PrintDell’importanza del terzo disco, del terzo disco come il disco della maturazione di una band, del terzo disco come segno della fine degli esordi: su tutta questa roba si discute da chissà quanto tempo, e lo si farà anche ora nel recensire l’ultimo album, il terzo appunto, dei The Pains Of Being Pure At Heart, “Days Of Abandon”.

È passato tanto tempo dal 2009, quando il primo disco omonimo fece piangere di gioia nostalgici dello shoegaze di Jesus And Mary Chain, Cure e Slowdive: nel frattempo quel modo di suonare è diventato di molti, e i Pains non sono più i primi sulla lista. A dirla tutta, a scalzarli dalle prime dorate posizioni dell’hype sono stati gli stessi gigantoni ai quali si ispiravano: ora per esempio gli Slowdive si sono messi a suonare di nuovo, pazzesco ma è così.

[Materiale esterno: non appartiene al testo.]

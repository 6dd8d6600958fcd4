// Copyright Materialize, Inc. and contributors. All rights reserved.
//
// Use of this software is governed by the Business Source License
// included in the LICENSE file.
//
// As of the Change Date specified in that file, in accordance with
// the Business Source License, use of this software will be governed
// by the Apache License, Version 2.0.

//! Deduplicated health checks for instances that are starting up.
//!
//! A probe is one background task per instance. It polls the backend for the
//! instance's replicas and, once they are all running, the health endpoint
//! of each replica. The reconciliation loop never waits on a probe: it reads
//! the latest [`Readiness`] snapshot and defers its decision while the probe
//! is still in progress.

use std::collections::{BTreeMap, BTreeSet};
use std::sync::{Arc, Mutex};
use std::time::Duration;

use tokio::sync::watch;
use tracing::{debug, warn};

use realm_orchestrator::NamespacedOrchestrator;
use realm_types::InstanceKey;

use crate::client::ReplicaClient;
use crate::task::{self, AbortOnDropHandle};

/// The outcome of probing an instance.
#[derive(Debug, Clone, PartialEq, Eq)]
pub enum Readiness {
    /// Still probing.
    Wip,
    /// Every replica is running and healthy.
    Ready,
    /// The instance will not become healthy. Carries the last diagnostic.
    Failed(String),
}

/// Bounds a readiness probe.
#[derive(Debug, Clone)]
pub struct ProbeConfig {
    /// How many times the replicas are polled before giving up.
    pub attempts: u32,
    /// How long to wait between polls.
    pub interval: Duration,
}

impl Default for ProbeConfig {
    fn default() -> Self {
        ProbeConfig {
            attempts: 24,
            interval: Duration::from_secs(5),
        }
    }
}

#[derive(Debug)]
struct ProbeTask {
    state: watch::Receiver<Readiness>,
    _handle: AbortOnDropHandle<()>,
}

/// Runs at most one readiness probe per instance.
#[derive(Debug, Clone)]
pub struct ReadinessProber {
    config: ProbeConfig,
    client: Arc<dyn ReplicaClient>,
    tasks: Arc<Mutex<BTreeMap<InstanceKey, ProbeTask>>>,
}

impl ReadinessProber {
    pub fn new(config: ProbeConfig, client: Arc<dyn ReplicaClient>) -> ReadinessProber {
        ReadinessProber {
            config,
            client,
            tasks: Arc::default(),
        }
    }

    /// Returns the readiness of `key`, starting a probe if none exists.
    ///
    /// Requests for an instance whose probe is outstanding share that probe.
    pub fn probe(&self, key: &InstanceKey, backend: Arc<dyn NamespacedOrchestrator>) -> Readiness {
        let mut tasks = self.tasks.lock().expect("lock poisoned");
        if let Some(task) = tasks.get(key) {
            return task.state.borrow().clone();
        }
        debug!(instance = %key, "starting readiness probe");
        let (tx, rx) = watch::channel(Readiness::Wip);
        let config = self.config.clone();
        let client = Arc::clone(&self.client);
        let probe_key = key.clone();
        let handle = task::spawn(
            || format!("readiness-probe:{key}"),
            async move {
                let readiness = probe_instance(&config, &*client, &*backend, &probe_key).await;
                debug!(instance = %probe_key, ?readiness, "readiness probe finished");
                tx.send_replace(readiness);
            },
        );
        tasks.insert(
            key.clone(),
            ProbeTask {
                state: rx,
                _handle: handle,
            },
        );
        Readiness::Wip
    }

    /// The current readiness of `key`, if a probe was ever started.
    ///
    /// Never starts a probe.
    pub fn is_ready(&self, key: &InstanceKey) -> Option<Readiness> {
        let tasks = self.tasks.lock().expect("lock poisoned");
        tasks.get(key).map(|task| task.state.borrow().clone())
    }

    /// Cancels any outstanding probe of `key` and forgets its result.
    pub fn remove(&self, key: &InstanceKey) {
        self.tasks.lock().expect("lock poisoned").remove(key);
    }

    /// The number of instances with a probe, finished or not.
    pub fn len(&self) -> usize {
        self.tasks.lock().expect("lock poisoned").len()
    }
}

async fn probe_instance(
    config: &ProbeConfig,
    client: &dyn ReplicaClient,
    backend: &dyn NamespacedOrchestrator,
    key: &InstanceKey,
) -> Readiness {
    // Restart counts seen on first observation of each replica.
    let mut baseline: BTreeMap<String, u32> = BTreeMap::new();
    let mut healthy: BTreeSet<String> = BTreeSet::new();
    let mut diagnostic: Option<String> = None;

    for attempt in 1..=config.attempts {
        match backend.is_workload_ready(key).await {
            Ok(workload) => {
                for replica in &workload.replicas {
                    if replica.last_message.is_some() {
                        diagnostic.clone_from(&replica.last_message);
                    }
                    if let Some(failure) = &replica.failure {
                        return Readiness::Failed(describe(
                            format!("replica {} failed: {failure}", replica.name),
                            &diagnostic,
                        ));
                    }
                    let first = *baseline
                        .entry(replica.name.clone())
                        .or_insert(replica.restarts);
                    if replica.restarts > first {
                        return Readiness::Failed(describe(
                            format!("replica {} restarted while starting up", replica.name),
                            &diagnostic,
                        ));
                    }
                }

                if workload.all_running() {
                    let mut all_healthy = true;
                    for replica in &workload.replicas {
                        if healthy.contains(&replica.name) {
                            continue;
                        }
                        let ok = match &replica.address {
                            Some(address) => match client.health(address).await {
                                Ok(ok) => ok,
                                Err(e) => {
                                    debug!(instance = %key, replica = %replica.name, "health check failed: {e:#}");
                                    false
                                }
                            },
                            None => false,
                        };
                        if ok {
                            healthy.insert(replica.name.clone());
                        } else {
                            all_healthy = false;
                        }
                    }
                    if all_healthy {
                        return Readiness::Ready;
                    }
                }
            }
            Err(e) => warn!(instance = %key, "failed to read workload state: {e:#}"),
        }
        if attempt < config.attempts {
            tokio::time::sleep(config.interval).await;
        }
    }

    Readiness::Failed(describe(
        format!("replicas not healthy after {} attempts", config.attempts),
        &diagnostic,
    ))
}

fn describe(reason: String, diagnostic: &Option<String>) -> String {
    match diagnostic {
        Some(diagnostic) => format!("{reason}: {diagnostic}"),
        None => reason,
    }
}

E sembra paradossalmente essere passato ancora più tempo dal 2011, quando il loro secondo disco “Belong” convinceva praticamente tutti: lì dentro le canzoni erano bellissime e dolcissime, e le si apprezzavano ancora di più perchè i suoni sullo sfondo erano ancora più distorti e appuntiti di prima. “Belong” era proprio la prova che i Pains erano bravi sul serio e il primo disco non era un proverbiale fortunato primo episodio da principianti: le cose non potevano che decollare da lì in poi.

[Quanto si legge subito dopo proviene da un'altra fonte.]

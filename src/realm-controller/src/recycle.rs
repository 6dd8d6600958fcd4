// Copyright Materialize, Inc. and contributors. All rights reserved.
//
// Use of this software is governed by the Business Source License
// included in the LICENSE file.
//
// As of the Change Date specified in that file, in accordance with
// the Business Source License, use of this software will be governed
// by the Apache License, Version 2.0.

//! Deciding whether a superseded instance can be torn down.
//!
//! An instance is recyclable once none of its replicas has an active user
//! session. Replicas that cannot be reached count as busy: an instance is
//! kept around rather than risk cutting off someone's work.

use std::collections::{BTreeMap, BTreeSet};
use std::sync::{Arc, Mutex};
use std::time::Duration;

use tokio::sync::watch;
use tracing::{debug, info, warn};

use realm_orchestrator::NamespacedOrchestrator;
use realm_types::InstanceKey;

use crate::client::ReplicaClient;
use crate::task::{self, AbortOnDropHandle};

#[derive(Debug, Clone)]
pub struct RecycleConfig {
    /// Session queries per replica before the replica is considered busy.
    pub attempts: u32,
    /// Timeout of a single session query.
    pub timeout: Duration,
    /// Pause between session queries to the same replica.
    pub interval: Duration,
    /// Treat every instance as recyclable.
    pub force: bool,
}

impl Default for RecycleConfig {
    fn default() -> Self {
        RecycleConfig {
            attempts: 3,
            timeout: Duration::from_secs(2),
            interval: Duration::from_secs(1),
            force: false,
        }
    }
}

#[derive(Debug)]
struct CheckTask {
    state: watch::Receiver<Option<bool>>,
    _handle: AbortOnDropHandle<()>,
}

/// Runs at most one recyclability check per instance.
#[derive(Debug, Clone)]
pub struct RecyclabilityChecker {
    config: RecycleConfig,
    client: Arc<dyn ReplicaClient>,
    tasks: Arc<Mutex<BTreeMap<InstanceKey, CheckTask>>>,
    overrides: Arc<Mutex<BTreeSet<InstanceKey>>>,
}

impl RecyclabilityChecker {
    pub fn new(config: RecycleConfig, client: Arc<dyn ReplicaClient>) -> RecyclabilityChecker {
        RecyclabilityChecker {
            config,
            client,
            tasks: Arc::default(),
            overrides: Arc::default(),
        }
    }

    /// Returns whether `key` may be recycled, or `None` while a check is
    /// in flight.
    ///
    /// A check that found the instance busy is restarted, so that a later
    /// call observes fresh session counts.
    pub fn check(
        &self,
        key: &InstanceKey,
        backend: Arc<dyn NamespacedOrchestrator>,
    ) -> Option<bool> {
        if self.config.force || self.overrides.lock().expect("lock poisoned").contains(key) {
            return Some(true);
        }
        let mut tasks = self.tasks.lock().expect("lock poisoned");
        let previous = tasks.get(key).map(|task| *task.state.borrow());
        match previous {
            Some(None) => return None,
            Some(Some(true)) => return Some(true),
            Some(Some(false)) | None => {}
        }

        let (tx, rx) = watch::channel(None);
        let config = self.config.clone();
        let client = Arc::clone(&self.client);
        let check_key = key.clone();
        let handle = task::spawn(
            || format!("recyclability-check:{key}"),
            async move {
                let recyclable = check_instance(&config, &*client, &*backend, &check_key).await;
                debug!(instance = %check_key, recyclable, "recyclability check finished");
                tx.send_replace(Some(recyclable));
            },
        );
        tasks.insert(
            key.clone(),
            CheckTask {
                state: rx,
                _handle: handle,
            },
        );
        previous.flatten()
    }

    /// Marks `key` recyclable regardless of its sessions.
    pub fn recycle_now(&self, key: &InstanceKey) {
        info!(instance = %key, "recycling instance on request");
        self.overrides
            .lock()
            .expect("lock poisoned")
            .insert(key.clone());
    }

    /// Cancels any outstanding check of `key` and forgets it.
    pub fn remove(&self, key: &InstanceKey) {
        self.tasks.lock().expect("lock poisoned").remove(key);
        self.overrides.lock().expect("lock poisoned").remove(key);
    }
}

async fn check_instance(
    config: &RecycleConfig,
    client: &dyn ReplicaClient,
    backend: &dyn NamespacedOrchestrator,
    key: &InstanceKey,
) -> bool {
    let workload = match backend.is_workload_ready(key).await {
        Ok(workload) => workload,
        Err(e) => {
            warn!(instance = %key, "failed to list replicas: {e:#}");
            return false;
        }
    };
    // Nothing is left running that could hold a session.
    if workload.replicas.is_empty() {
        return true;
    }
    for replica in &workload.replicas {
        let Some(address) = &replica.address else {
            debug!(instance = %key, replica = %replica.name, "replica has no address");
            return false;
        };
        match active_sessions(config, client, address).await {
            Some(0) => {}
            Some(n) => {
                debug!(instance = %key, replica = %replica.name, sessions = n, "replica still has sessions");
                return false;
            }
            None => {
                debug!(instance = %key, replica = %replica.name, "replica unreachable");
                return false;
            }
        }
    }
    true
}

async fn active_sessions(
    config: &RecycleConfig,
    client: &dyn ReplicaClient,
    address: &str,
) -> Option<u64> {
    for attempt in 1..=config.attempts {
        match tokio::time::timeout(config.timeout, client.active_sessions(address)).await {
            Ok(Ok(n)) => return Some(n),
            Ok(Err(e)) => debug!("session query to {address} failed: {e:#}"),
            Err(_) => debug!("session query to {address} timed out"),
        }
        if attempt < config.attempts {
            tokio::time::sleep(config.interval).await;
        }
    }
    None
}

Invece deve essere successo qualcosa di diverso, perchè questo “Days Of Abandon” già dai primi ascolti suona molto più levigato e pulito dei dischi di prima.
Sappiamo che della band originale sono rimasti solo in due, Kip Berman e Kurt Feldman, ma oltre a questo i Pains sembrano aver cambiato modo di fare le canzoni, e a dircelo sono pezzi come “Art Smock”, “Simple and Sure”, “Life After Life” e soprattutto “The Asp at My Chest”, che cercano di mescolare tutti insieme le somiglianze agli Smiths, i nuovi tentativi acustici, i piccoli esperimenti con cose che fino ad ora non si erano mai sentite tipo i fiati, che ingrassano e inciccioniscono in modo a dir poco sorprendente il suono del disco.
Forse per non destabilizzarci troppo, c’è qualche pezzo palliativo: “Coral and Cold” e “Until The Sun Explodes” suonano alla vecchia maniera, con le chitarre che tornano ad essere un po’ più sporche, ruvide, distorte: per quello che mi riguarda, mi consolano un po’. Ma ci metto poco a realizzare che si tratta comunque di omeopatia, o se volete essere più realistici forse non sono altro che specchietti per le allodole – e io sono l’allodola.

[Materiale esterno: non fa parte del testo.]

// Copyright Materialize, Inc. and contributors. All rights reserved.
//
// Use of this software is governed by the Business Source License
// included in the LICENSE file.
//
// As of the Change Date specified in that file, in accordance with
// the Business Source License, use of this software will be governed
// by the Apache License, Version 2.0.

//! Task handles that cancel their task when dropped.

use std::future::Future;

use tokio::task::JoinHandle;
use tracing::Instrument;

/// A [`JoinHandle`] that aborts the task when dropped.
#[derive(Debug)]
pub struct AbortOnDropHandle<T>(JoinHandle<T>);

impl<T> AbortOnDropHandle<T> {
    pub fn is_finished(&self) -> bool {
        self.0.is_finished()
    }
}

impl<T> Drop for AbortOnDropHandle<T> {
    fn drop(&mut self) {
        self.0.abort();
    }
}

/// Spawns a named task whose handle aborts it on drop.
pub fn spawn<F>(name: impl FnOnce() -> String, future: F) -> AbortOnDropHandle<F::Output>
where
    F: Future + Send + 'static,
    F::Output: Send + 'static,
{
    let span = tracing::debug_span!("task", name = %name());
    AbortOnDropHandle(tokio::spawn(future.instrument(span)))
}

“Days Of Abandon” è insomma un disco che come da titolo arriva per lasciarsi alle spalle la storia di quello che c’era prima: i nostalgici impazziti per gli anniottanta, lo shoegaze, i Cure, gli Slowdive, i Jesus And Mary Chain, le canzoni al caramello e contemporaneamente appuntite, le chitarre distorte, quelli come me che ascoltavano “Young Adult Friction”, “Belong” o “Heart in your Heartbreak” col volume molto molto alto.

I The Pains Of Being Pure At Heart hanno deciso di cominciare a suonare in un altro modo, molto più pop, morbido, meno appuntito. Forse sono diventati grandi e saggi e noi no, oppure adulti e imbruttiti e noi no: viene proprio da chiederselo.